Se vogliamo fare i conti con i loro problemi, che in fondo sono i nostri, dobbiamo forse ammettere che la nostra società e la nostra scuola mancano di molte delle opportunità che rendono possibile crescere in maniera equilibrata
Gli episodi di violenza che si sono verificati a fine agosto tra Palermo, Caivano e Napoli hanno creato un terremoto mediatico sulle “condizioni dei giovani”. La narrazione del governo è che il perimetro della violenza si stia allargando: i giovani entrano sempre prima nel sistema della criminalità, “deviano” dalla norma. Ecco la genesi del “decreto legge Caivano”, dove si parla di «maggiore pericolosità e lesività acquisite nei tempi recenti dalla criminalità minorile». E se i giovani sono aggressivi, nullafacenti, improduttivi è necessario corrispondergli provvedimenti adeguati: il daspo urbano e il foglio di via come previsti dal decreto.
Inoltre, con l’intento di contrastare il «disagio giovanile», si assegna un ruolo privilegiato alla scuola, in una logica «sanzionatoria ed altresì dissuasiva». Il governo dice di voler combattere l’abbandono scolastico, visto come «brodo di coltura per la criminalità»; vorrebbe allora prolungare la presenza a scuola; ma cosa può fare la permanenza a scuola per studenti con questo profilo?
Punto di arrivo
Da tempo la sociologia ci dice che la dispersione scolastica non andrebbe vista come punto di partenza dei problemi ma piuttosto come il punto di arrivo: lo sa bene chi a scuola ci mette piede. Non è che se si lascia la scuola arrivano i problemi, è che se si lascia la scuola i problemi ci sono già (nella vita personale del ragazzo, nella sua esperienza scolastica). Non basta intimare a lui/lei e alla famiglia di andare a scuola comunque.
Questi ragazzi lasciano la scuola perché? In genere sono demotivati, vivono in zone depresse dove il senso di appartenenza è rarefatto. E quando esiste, è fondato su logiche di sopraffazione: l’aggregazione è violenta. O si aderisce, o se ne resta ai margini. Sono contesti nei quali non c’è mai stata nessuna forma di ascensore sociale, dove si vivono giornate fatte di relazioni affettive brutali.

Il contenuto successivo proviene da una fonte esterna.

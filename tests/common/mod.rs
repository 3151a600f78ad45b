//! Shared harness for integration tests.
//!
//! Every app gets its own temporary SQLite file and in-memory session store,
//! so tests never share state.

#![allow(dead_code)]

use aitmus::api::AppState;
use aitmus::config::Config;
use aitmus::db::NewFacility;
use axum::{
    Router,
    body::{Body, Bytes},
    http::{HeaderMap, Method, Request, StatusCode, header},
};
use http_body_util::BodyExt;
use serde_json::{Value, json};
use std::sync::Arc;
use tower::ServiceExt;

pub const PASSWORD: &str = "hunter22";
pub const ADMIN_EMAIL: &str = "root@example.com";

pub struct TestResponse {
    pub status: StatusCode,
    pub headers: HeaderMap,
    pub body: Bytes,
}

impl TestResponse {
    pub fn json(&self) -> Value {
        serde_json::from_slice(&self.body).expect("response body is not JSON")
    }

    /// `name=value` part of the session cookie, if the response set one.
    pub fn session_cookie(&self) -> Option<String> {
        self.headers
            .get_all(header::SET_COOKIE)
            .iter()
            .filter_map(|v| v.to_str().ok())
            .filter(|v| !v.contains("Max-Age=0"))
            .find_map(|v| v.split(';').next().map(str::to_string))
    }

    pub fn location(&self) -> Option<&str> {
        self.headers
            .get(header::LOCATION)
            .and_then(|v| v.to_str().ok())
    }
}

pub struct TestApp {
    pub state: Arc<AppState>,
    pub router: Router,
}

impl TestApp {
    pub async fn spawn() -> Self {
        let db_path =
            std::env::temp_dir().join(format!("aitmus-test-{}.db", uuid::Uuid::new_v4()));

        let mut config = Config::default();
        config.general.database_path = format!("sqlite:{}", db_path.display());
        config.server.secure_cookies = false;
        config.observability.metrics_enabled = false;
        config.security.argon2_memory_cost_kib = 1024;
        config.security.argon2_time_cost = 1;

        let state = aitmus::api::create_app_state_from_config(config, None)
            .await
            .expect("failed to create app state");
        let router = aitmus::api::router(state.clone()).await;

        Self { state, router }
    }

    pub async fn request(
        &self,
        method: Method,
        uri: &str,
        cookie: Option<&str>,
        body: Option<Value>,
    ) -> TestResponse {
        let mut builder = Request::builder().method(method).uri(uri);
        if let Some(cookie) = cookie {
            builder = builder.header(header::COOKIE, cookie);
        }

        let request = match body {
            Some(body) => builder
                .header(header::CONTENT_TYPE, "application/json")
                .body(Body::from(body.to_string()))
                .unwrap(),
            None => builder.body(Body::empty()).unwrap(),
        };

        let response = self.router.clone().oneshot(request).await.unwrap();
        let status = response.status();
        let headers = response.headers().clone();
        let body = response.into_body().collect().await.unwrap().to_bytes();

        TestResponse {
            status,
            headers,
            body,
        }
    }

    /// Sends a GET and returns the response without reading the body, for
    /// endpoints that stream.
    pub async fn open_stream(&self, uri: &str, cookie: &str) -> axum::response::Response {
        let request = Request::builder()
            .method(Method::GET)
            .uri(uri)
            .header(header::COOKIE, cookie)
            .body(Body::empty())
            .unwrap();
        self.router.clone().oneshot(request).await.unwrap()
    }

    pub async fn get(&self, uri: &str, cookie: Option<&str>) -> TestResponse {
        self.request(Method::GET, uri, cookie, None).await
    }

    pub async fn post(&self, uri: &str, cookie: Option<&str>, body: Value) -> TestResponse {
        self.request(Method::POST, uri, cookie, Some(body)).await
    }

    pub async fn signup(&self, email: &str) -> i32 {
        let res = self
            .post(
                "/api/auth/signup",
                None,
                json!({ "email": email, "password": PASSWORD, "password_confirm": PASSWORD }),
            )
            .await;
        assert_eq!(res.status, StatusCode::CREATED, "signup failed: {:?}", res.body);
        i32::try_from(res.json()["data"]["id"].as_i64().unwrap()).unwrap()
    }

    pub async fn login(&self, email: &str, password: &str) -> TestResponse {
        self.post(
            "/api/auth/login",
            None,
            json!({ "email": email, "password": password }),
        )
        .await
    }

    /// Logs in and returns the session cookie, panicking on failure.
    pub async fn login_cookie(&self, email: &str) -> String {
        let res = self.login(email, PASSWORD).await;
        assert_eq!(res.status, StatusCode::OK, "login failed: {:?}", res.body);
        res.session_cookie().expect("login did not set a session cookie")
    }

    pub async fn admin_cookie(&self) -> String {
        self.state
            .shared
            .auth_service
            .create_super_admin(ADMIN_EMAIL, Some(PASSWORD))
            .await
            .expect("failed to create super admin");
        self.login_cookie(ADMIN_EMAIL).await
    }

    pub async fn add_facility(&self, name: &str) -> i32 {
        self.state
            .shared
            .facility_service
            .add(NewFacility {
                name: name.to_string(),
                address: format!("{name} industrial park"),
                lat: 37.5,
                lng: 127.0,
            })
            .await
            .expect("failed to add facility")
            .id
    }

    /// Signs up, gets approved for `facility_id`, and logs in.
    pub async fn operator_cookie(&self, email: &str, facility_id: i32) -> String {
        let id = self.signup(email).await;
        self.state
            .shared
            .approval_service
            .approve(id, Some(facility_id))
            .await
            .expect("failed to approve operator");
        self.login_cookie(email).await
    }
}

Come insegnanti ci chiediamo su che basi nell’incontro con il ragazzino considerato “deviante”, potremmo mostrargli che ci sono tante possibilità ed è solo una questione di volontà coglierle o meno. C’è veramente qualcuno che fa questo mestiere, che vive e lavora a stretto contatto con questi ragazzi, che crede che sia una questione di volontà? Che là fuori c’è per questi studenti un mondo ricco di occasioni e opportunità? Molti ragazzi soffrono perché hanno scarsi vantaggi dalla nostra prosperità e dalla nostra “civiltà”.
E allora: c’è un problema nella scuola? Perché nel sentir dire che «è un problema di educazione», sembra che la soluzione sia mostrare al ragazzo che se non sceglie di comportarsi bene alla fine è colpa sua. Ma in un territorio deprivato, nell’assenza di relazioni di senso, pochissime prospettive di emancipazione, quanta realtà ha questo discorso?
Nella scuola di oggi il discorso dominante e le pratiche con studenti sono ancora tutte disciplinari: la solita vecchia educazione degli oppressi che tenta di pacificare i riottosi, con metodi coercitivi o persuasivi. Perlopiù bastone e poca carota: non si fa, non si deve, «se fai questo… allora…» e via con le minacce e le pene, in un crescendo: ti metto la nota, ti sospendo, ti boccio… ti do il foglio di via, il daspo e persino il carcere. Che poi è il destino che hanno avuto molti dei loro genitori; la spirale non si interrompe mai.
Mancanza di opportunità
Se vogliamo fare i conti con i loro problemi, che in fondo sono i nostri, dobbiamo forse ammettere che la nostra società e la nostra scuola mancano di molte delle opportunità che rendono possibile crescere in maniera equilibrata.
Questi adolescenti di cui nessuno si occupa davvero, vivono una solitudine spaventosa e non trovano altro modo per essere significativi se non nel danneggiare l’altro: hanno un corpo e lo usano come viene, in assenza di migliori universi di significato. A cosa li vogliamo socializzare questi ragazzini? A quale società dominante e cultura disponibile? Il nostro problema non è pacificare bande di ragazzini alienati facendogli ingoiare o rimuovere la loro alienazione, ma trasformare le ragioni strutturali che producono questa alienazione.